Alzheimer's disease (AD) is a progressive neurodegenerative disorder marked by cognitive decline and memory loss. Current therapies offer limited symptomatic relief and are often associated with adverse effects, necessitating the identification of safer and more effective molecules. In this study, an integrated computational approach involving e‐pharmacophore modelling, molecular mechanics, DFT analysis, and dynamics simulations were employed to identify acetylcholinesterase (AChE) inhibitors from FDA‐approved drugs. An e‐pharmacophore model (AHHRR) was generated using the AChE–Donepezil complex (PDB ID: 6O4W), and a library of 1123 FDA‐approved drugs were screened against the model. The top 30 hits were shortlisted, followed by docking analysis, which identified 10 promising candidates with Glide scores ranging from −13.92 to −12.02 kcal/mol.

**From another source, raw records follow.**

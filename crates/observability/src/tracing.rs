//! Tracing/logging initialization.

use tracing_subscriber::EnvFilter;

/// Output format of log lines.
#[derive(Debug, Copy, Clone, PartialEq, Eq, Default)]
pub enum LogFormat {
    /// One JSON object per event (default; suited to log shipping).
    #[default]
    Json,
    /// Single-line human-readable output.
    Compact,
}

#[derive(Debug, Clone, PartialEq, Eq)]
pub struct LogConfig {
    pub format: LogFormat,
    /// Filter directives used when `RUST_LOG` is unset (e.g. `info,ioplan_planning=debug`).
    pub default_filter: String,
}

impl Default for LogConfig {
    fn default() -> Self {
        Self {
            format: LogFormat::Json,
            default_filter: "info".to_string(),
        }
    }
}

impl LogConfig {
    pub fn compact() -> Self {
        Self {
            format: LogFormat::Compact,
            ..Self::default()
        }
    }

    pub fn with_default_filter(mut self, filter: impl Into<String>) -> Self {
        self.default_filter = filter.into();
        self
    }

    fn env_filter(&self) -> EnvFilter {
        EnvFilter::try_from_default_env()
            .or_else(|_| EnvFilter::try_new(&self.default_filter))
            .unwrap_or_else(|_| EnvFilter::new("info"))
    }
}

/// Initialize tracing/logging for the process.
///
/// Safe to call multiple times (subsequent calls are no-ops).
pub fn init(config: &LogConfig) {
    let filter = config.env_filter();

    let builder = tracing_subscriber::fmt()
        .with_env_filter(filter)
        .with_timer(tracing_subscriber::fmt::time::SystemTime)
        .with_target(false);

    // `try_init` fails when a global subscriber is already set; that is the
    // no-op case.
    let _ = match config.format {
        LogFormat::Json => builder.json().try_init(),
        LogFormat::Compact => builder.compact().try_init(),
    };
}

#[cfg(test)]
mod tests {
    use super::*;

    #[test]
    fn repeated_init_is_a_no_op() {
        init(&LogConfig::default());
        init(&LogConfig::compact().with_default_filter("debug"));
    }

    #[test]
    fn invalid_default_filter_falls_back() {
        let cfg = LogConfig::default().with_default_filter("not a [valid filter");
        // Must not panic.
        let _ = cfg.env_filter();
    }
}
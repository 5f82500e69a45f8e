//! Infrastructure layer: configuration, data providers, run storage and the
//! scenario batch runner that drives the planning engine.

pub mod config;
pub mod provider;
pub mod run_store;
pub mod scenarios;

mod integration_tests;

pub use config::{ConfigError, PlanningConfig, SourceConfig};
pub use provider::{CoefficientRecord, InMemoryProvider, LaborRecord};
pub use run_store::{InMemoryRunStore, PlanRun, RunId, RunStore, RunStoreError};
pub use scenarios::{
    BatchReport, Scenario, ScenarioError, ScenarioOutcome, ScenarioReport, ScenarioRunner,
    SkipReason, LEONTIEF_PIPELINE,
};
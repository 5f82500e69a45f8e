//! Storage of completed plan runs.

use std::sync::{Arc, RwLock};

use chrono::{DateTime, Utc};
use serde::{Deserialize, Serialize};
use serde_json::Value as JsonValue;
use uuid::Uuid;

/// Identifier of a stored run.
#[derive(Debug, Copy, Clone, PartialEq, Eq, Hash, PartialOrd, Ord, Serialize, Deserialize)]
#[serde(transparent)]
pub struct RunId(Uuid);

impl RunId {
    /// Time-ordered (UUIDv7) identifier.
    pub fn new() -> Self {
        Self(Uuid::now_v7())
    }

    pub fn as_uuid(&self) -> &Uuid {
        &self.0
    }
}

impl Default for RunId {
    fn default() -> Self {
        Self::new()
    }
}

impl core::fmt::Display for RunId {
    fn fmt(&self, f: &mut core::fmt::Formatter<'_>) -> core::fmt::Result {
        core::fmt::Display::fmt(&self.0, f)
    }
}

/// One successful scenario computation, ready to persist.
///
/// `demand_json` and `result_json` hold strict JSON (non-finite numbers are
/// stored as `null`).
#[derive(Debug, Clone, PartialEq, Serialize, Deserialize)]
pub struct PlanRun {
    pub run_id: RunId,
    pub scenario_id: u64,
    pub hours_per_worker: f64,
    pub strict_missing_labor: bool,
    pub demand_json: JsonValue,
    pub result_json: JsonValue,
    pub total_hours: f64,
    pub total_workers: f64,
    pub recorded_at: DateTime<Utc>,
}

/// Run store abstraction.
pub trait RunStore: Send + Sync {
    /// Persist a run.
    fn record(&self, run: PlanRun) -> Result<RunId, RunStoreError>;

    /// Get a run by ID.
    fn get(&self, run_id: RunId) -> Result<Option<PlanRun>, RunStoreError>;

    /// All runs of a scenario, oldest first.
    fn list_for_scenario(&self, scenario_id: u64) -> Result<Vec<PlanRun>, RunStoreError>;
}

impl<S: RunStore + ?Sized> RunStore for Arc<S> {
    fn record(&self, run: PlanRun) -> Result<RunId, RunStoreError> {
        (**self).record(run)
    }

    fn get(&self, run_id: RunId) -> Result<Option<PlanRun>, RunStoreError> {
        (**self).get(run_id)
    }

    fn list_for_scenario(&self, scenario_id: u64) -> Result<Vec<PlanRun>, RunStoreError> {
        (**self).list_for_scenario(scenario_id)
    }
}

/// Run store error.
#[derive(Debug, Clone, PartialEq, thiserror::Error)]
pub enum RunStoreError {
    #[error("run already exists: {0}")]
    AlreadyExists(RunId),
    #[error("storage error: {0}")]
    Storage(String),
}

/// In-memory run store for tests/dev.
#[derive(Debug)]
pub struct InMemoryRunStore {
    /// Insertion order.
    runs: RwLock<Vec<PlanRun>>,
}

impl InMemoryRunStore {
    pub fn new() -> Self {
        Self {
            runs: RwLock::new(Vec::new()),
        }
    }

    pub fn arc() -> Arc<Self> {
        Arc::new(Self::new())
    }

    pub fn len(&self) -> usize {
        self.runs.read().unwrap().len()
    }

    pub fn is_empty(&self) -> bool {
        self.len() == 0
    }
}

impl Default for InMemoryRunStore {
    fn default() -> Self {
        Self::new()
    }
}

impl RunStore for InMemoryRunStore {
    fn record(&self, run: PlanRun) -> Result<RunId, RunStoreError> {
        let mut runs = self.runs.write().unwrap();
        if runs.iter().any(|r| r.run_id == run.run_id) {
            return Err(RunStoreError::AlreadyExists(run.run_id));
        }
        let id = run.run_id;
        runs.push(run);
        Ok(id)
    }

    fn get(&self, run_id: RunId) -> Result<Option<PlanRun>, RunStoreError> {
        let runs = self.runs.read().unwrap();
        Ok(runs.iter().find(|r| r.run_id == run_id).cloned())
    }

    fn list_for_scenario(&self, scenario_id: u64) -> Result<Vec<PlanRun>, RunStoreError> {
        let runs = self.runs.read().unwrap();
        Ok(runs
            .iter()
            .filter(|r| r.scenario_id == scenario_id)
            .cloned()
            .collect())
    }
}
//! Technical-coefficient matrix assembly.

use std::collections::HashSet;

use ndarray::Array2;
use serde::{Deserialize, Serialize};

use ioplan_core::{Catalog, ItemId};

/// One sparse technical coefficient: `quantity` units of `input` are consumed
/// per unit of `output` produced.
#[derive(Debug, Clone, PartialEq, Serialize, Deserialize)]
pub struct Coefficient {
    pub input: ItemId,
    pub output: ItemId,
    pub quantity: f64,
}

impl Coefficient {
    pub fn new(input: impl Into<ItemId>, output: impl Into<ItemId>, quantity: f64) -> Self {
        Self {
            input: input.into(),
            output: output.into(),
            quantity,
        }
    }
}

/// Dense technical-coefficient matrix `A`.
///
/// `A[i][j]` is the quantity of catalog item `i` consumed per unit of catalog
/// item `j` produced.
#[derive(Debug, Clone, PartialEq)]
pub struct CoefficientMatrix(Array2<f64>);

impl CoefficientMatrix {
    /// All-zero matrix: no intermediate consumption, production equals demand.
    pub fn zeros(n: usize) -> Self {
        Self(Array2::zeros((n, n)))
    }

    /// Wrap an existing array. The solver rejects non-square arrays.
    pub fn from_array(array: Array2<f64>) -> Self {
        Self(array)
    }

    pub fn shape(&self) -> (usize, usize) {
        self.0.dim()
    }

    pub fn get(&self, input: usize, output: usize) -> f64 {
        self.0[[input, output]]
    }

    pub fn as_array(&self) -> &Array2<f64> {
        &self.0
    }

    pub fn is_zero(&self) -> bool {
        self.0.iter().all(|v| *v == 0.0)
    }
}

/// Outcome of assembling `A` from sparse rows.
#[derive(Debug, Clone, PartialEq)]
pub struct MatrixBuild {
    pub matrix: CoefficientMatrix,
    /// Rows skipped because the input or output item is not in the catalog.
    pub skipped: usize,
    /// Rows that replaced an earlier value for the same (input, output) cell.
    pub overwritten: usize,
}

/// Assemble the n×n coefficient matrix for `catalog`.
///
/// Rows referencing items outside the catalog are skipped and counted, never
/// fatal. `None` means there is no coefficient source at all, which yields the
/// zero matrix. A repeated (input, output) pair keeps the last value seen.
pub fn build_coefficient_matrix(catalog: &Catalog, source: Option<&[Coefficient]>) -> MatrixBuild {
    let n = catalog.len();
    let mut matrix = Array2::<f64>::zeros((n, n));

    let Some(rows) = source else {
        tracing::info!("no coefficient source; using A = 0 (no intermediate consumption)");
        return MatrixBuild {
            matrix: CoefficientMatrix(matrix),
            skipped: 0,
            overwritten: 0,
        };
    };

    let mut skipped = 0usize;
    let mut overwritten = 0usize;
    let mut written: HashSet<(usize, usize)> = HashSet::with_capacity(rows.len());

    for row in rows {
        let (Some(i), Some(j)) = (catalog.index_of(&row.input), catalog.index_of(&row.output))
        else {
            skipped += 1;
            continue;
        };
        if !written.insert((i, j)) {
            overwritten += 1;
        }
        matrix[[i, j]] = row.quantity;
    }

    if skipped > 0 {
        tracing::warn!(
            skipped,
            "skipped coefficient rows whose input or output item is not in the catalog"
        );
    }
    if overwritten > 0 {
        tracing::warn!(
            overwritten,
            "duplicate (input, output) coefficient rows; last value wins"
        );
    }

    tracing::debug!(items = n, rows = rows.len(), skipped, "coefficient matrix assembled");

    MatrixBuild {
        matrix: CoefficientMatrix(matrix),
        skipped,
        overwritten,
    }
}
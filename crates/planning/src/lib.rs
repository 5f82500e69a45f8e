//! `ioplan-planning`
//!
//! **Responsibility:** Leontief production-planning engine.
//!
//! Given a catalog, sparse technical coefficients, labor intensities and a
//! final-demand specification, computes the total production required,
//! the labor hours implied and the equivalent number of full-time workers.
//!
//! This crate is pure computation:
//! - It does not read configuration or the environment.
//! - It performs no IO; inputs are supplied through [`PlanDataProvider`]
//!   or as an already resolved [`PlanInputs`] snapshot.
//! - Every call builds its vectors and matrices from scratch.

pub mod coefficients;
pub mod demand;
pub mod engine;
pub mod labor;
pub mod provider;
pub mod report;
pub mod solver;

pub use coefficients::{build_coefficient_matrix, Coefficient, CoefficientMatrix, MatrixBuild};
pub use demand::{build_demand_vector, DemandEntry, DemandSpec, DemandVector};
pub use engine::{
    compute_plan, LeontiefEngine, PlanInputs, PlanRequest, DEFAULT_HOURS_PER_WORKER_PERIOD,
};
pub use labor::{convert_labor, LaborConversion, LaborIntensity, MissingLaborPolicy};
pub use provider::PlanDataProvider;
pub use report::{aggregate, ResultRow, ResultTable, RowKind, TOTAL_ROW_ID};
pub use solver::{solve_leontief, ProductionVector};
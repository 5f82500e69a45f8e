//! Final-demand specification and its dense vector form.

use core::str::FromStr;
use std::collections::BTreeMap;

use ndarray::Array1;
use serde::{Deserialize, Serialize};

use ioplan_core::{Catalog, ItemId, PlanError, PlanResult};

/// Sparse final demand: quantity per item.
///
/// Keyed by `ItemId` in a `BTreeMap`, so iteration (and therefore error
/// listings and serialized output) is deterministic.
#[derive(Debug, Clone, PartialEq, Default, Serialize, Deserialize)]
#[serde(transparent)]
pub struct DemandSpec(BTreeMap<ItemId, f64>);

impl DemandSpec {
    pub fn new() -> Self {
        Self(BTreeMap::new())
    }

    /// Set the demand for `item`, returning the previous quantity if any.
    pub fn insert(&mut self, item: impl Into<ItemId>, quantity: f64) -> Option<f64> {
        self.0.insert(item.into(), quantity)
    }

    pub fn with(mut self, item: impl Into<ItemId>, quantity: f64) -> Self {
        self.insert(item, quantity);
        self
    }

    pub fn get(&self, item: &ItemId) -> Option<f64> {
        self.0.get(item).copied()
    }

    pub fn len(&self) -> usize {
        self.0.len()
    }

    pub fn is_empty(&self) -> bool {
        self.0.is_empty()
    }

    pub fn iter(&self) -> impl Iterator<Item = (&ItemId, f64)> {
        self.0.iter().map(|(k, v)| (k, *v))
    }

    /// Parse `ITEM=QTY` entries. A later entry for the same item replaces an
    /// earlier one.
    pub fn parse_entries<I, S>(entries: I) -> PlanResult<Self>
    where
        I: IntoIterator<Item = S>,
        S: AsRef<str>,
    {
        let mut spec = Self::new();
        for raw in entries {
            let entry: DemandEntry = raw.as_ref().parse()?;
            spec.insert(entry.item, entry.quantity);
        }
        Ok(spec)
    }
}

impl From<BTreeMap<ItemId, f64>> for DemandSpec {
    fn from(value: BTreeMap<ItemId, f64>) -> Self {
        Self(value)
    }
}

impl<K: Into<ItemId>> FromIterator<(K, f64)> for DemandSpec {
    fn from_iter<T: IntoIterator<Item = (K, f64)>>(iter: T) -> Self {
        Self(iter.into_iter().map(|(k, v)| (k.into(), v)).collect())
    }
}

/// A single `ITEM=QTY` demand entry.
///
/// The quantity accepts a decimal comma (`50,5` == `50.5`).
#[derive(Debug, Clone, PartialEq)]
pub struct DemandEntry {
    pub item: ItemId,
    pub quantity: f64,
}

impl FromStr for DemandEntry {
    type Err = PlanError;

    fn from_str(s: &str) -> Result<Self, Self::Err> {
        let Some((item, quantity)) = s.split_once('=') else {
            return Err(PlanError::validation(format!(
                "invalid demand entry '{s}': expected ITEM=QTY"
            )));
        };

        let item = item
            .parse::<ItemId>()
            .map_err(|_| PlanError::validation(format!("empty item in demand entry '{s}'")))?;

        let normalized = quantity.trim().replace(',', ".");
        let quantity = normalized.parse::<f64>().map_err(|e| {
            PlanError::validation(format!("invalid quantity in demand entry '{s}': {e}"))
        })?;

        Ok(Self { item, quantity })
    }
}

/// Dense final-demand vector `d`, aligned to catalog order.
#[derive(Debug, Clone, PartialEq)]
pub struct DemandVector(Array1<f64>);

impl DemandVector {
    pub fn from_array(array: Array1<f64>) -> Self {
        Self(array)
    }

    pub fn len(&self) -> usize {
        self.0.len()
    }

    pub fn is_empty(&self) -> bool {
        self.0.is_empty()
    }

    pub fn get(&self, index: usize) -> f64 {
        self.0[index]
    }

    pub fn as_array(&self) -> &Array1<f64> {
        &self.0
    }
}

/// Densify `demand` against `catalog`.
///
/// Every key must be a catalog item; otherwise fails with `UnknownItems`
/// listing all offenders at once. Items not mentioned get demand zero.
pub fn build_demand_vector(catalog: &Catalog, demand: &DemandSpec) -> PlanResult<DemandVector> {
    let mut d = Array1::<f64>::zeros(catalog.len());
    let mut unknown: Vec<ItemId> = Vec::new();

    for (item, quantity) in demand.iter() {
        match catalog.index_of(item) {
            Some(i) => d[i] = quantity,
            None => unknown.push(item.clone()),
        }
    }

    if !unknown.is_empty() {
        return Err(PlanError::UnknownItems(unknown));
    }

    Ok(DemandVector(d))
}
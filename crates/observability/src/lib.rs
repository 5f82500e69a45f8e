//! Tracing/logging setup shared by binaries and tests.

/// Initialize process-wide tracing with JSON output and `RUST_LOG` filtering.
///
/// This is safe to call multiple times; subsequent calls become no-ops.
pub fn init() {
    tracing::init(&tracing::LogConfig::default());
}

/// Initialize process-wide tracing with an explicit configuration.
pub fn init_with(config: &tracing::LogConfig) {
    tracing::init(config);
}

/// Tracing configuration (filters, formats).
pub mod tracing;

pub use crate::tracing::{LogConfig, LogFormat};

Among these, Ropinirole demonstrated significant binding affinity with a Glide score of −13.31 kcal/mol and a Δ G _bind of −93.72 kcal/mol, along with superior ligand efficiency compared to standard Donepezil. Key interactions of Ropinirole with residues TRP86, TYR337, PHE338, TRP286, and TYR341 suggest a binding mode similar to Donepezil. DFT studies confirmed its favorable electronic properties. Dynamics simulations demonstrated robust and stable binding of Ropinirole to the AChE active site throughout 200 ns. These findings highlight Ropinirole as a promising candidate for designing novel molecules for treating Alzheimer's disease.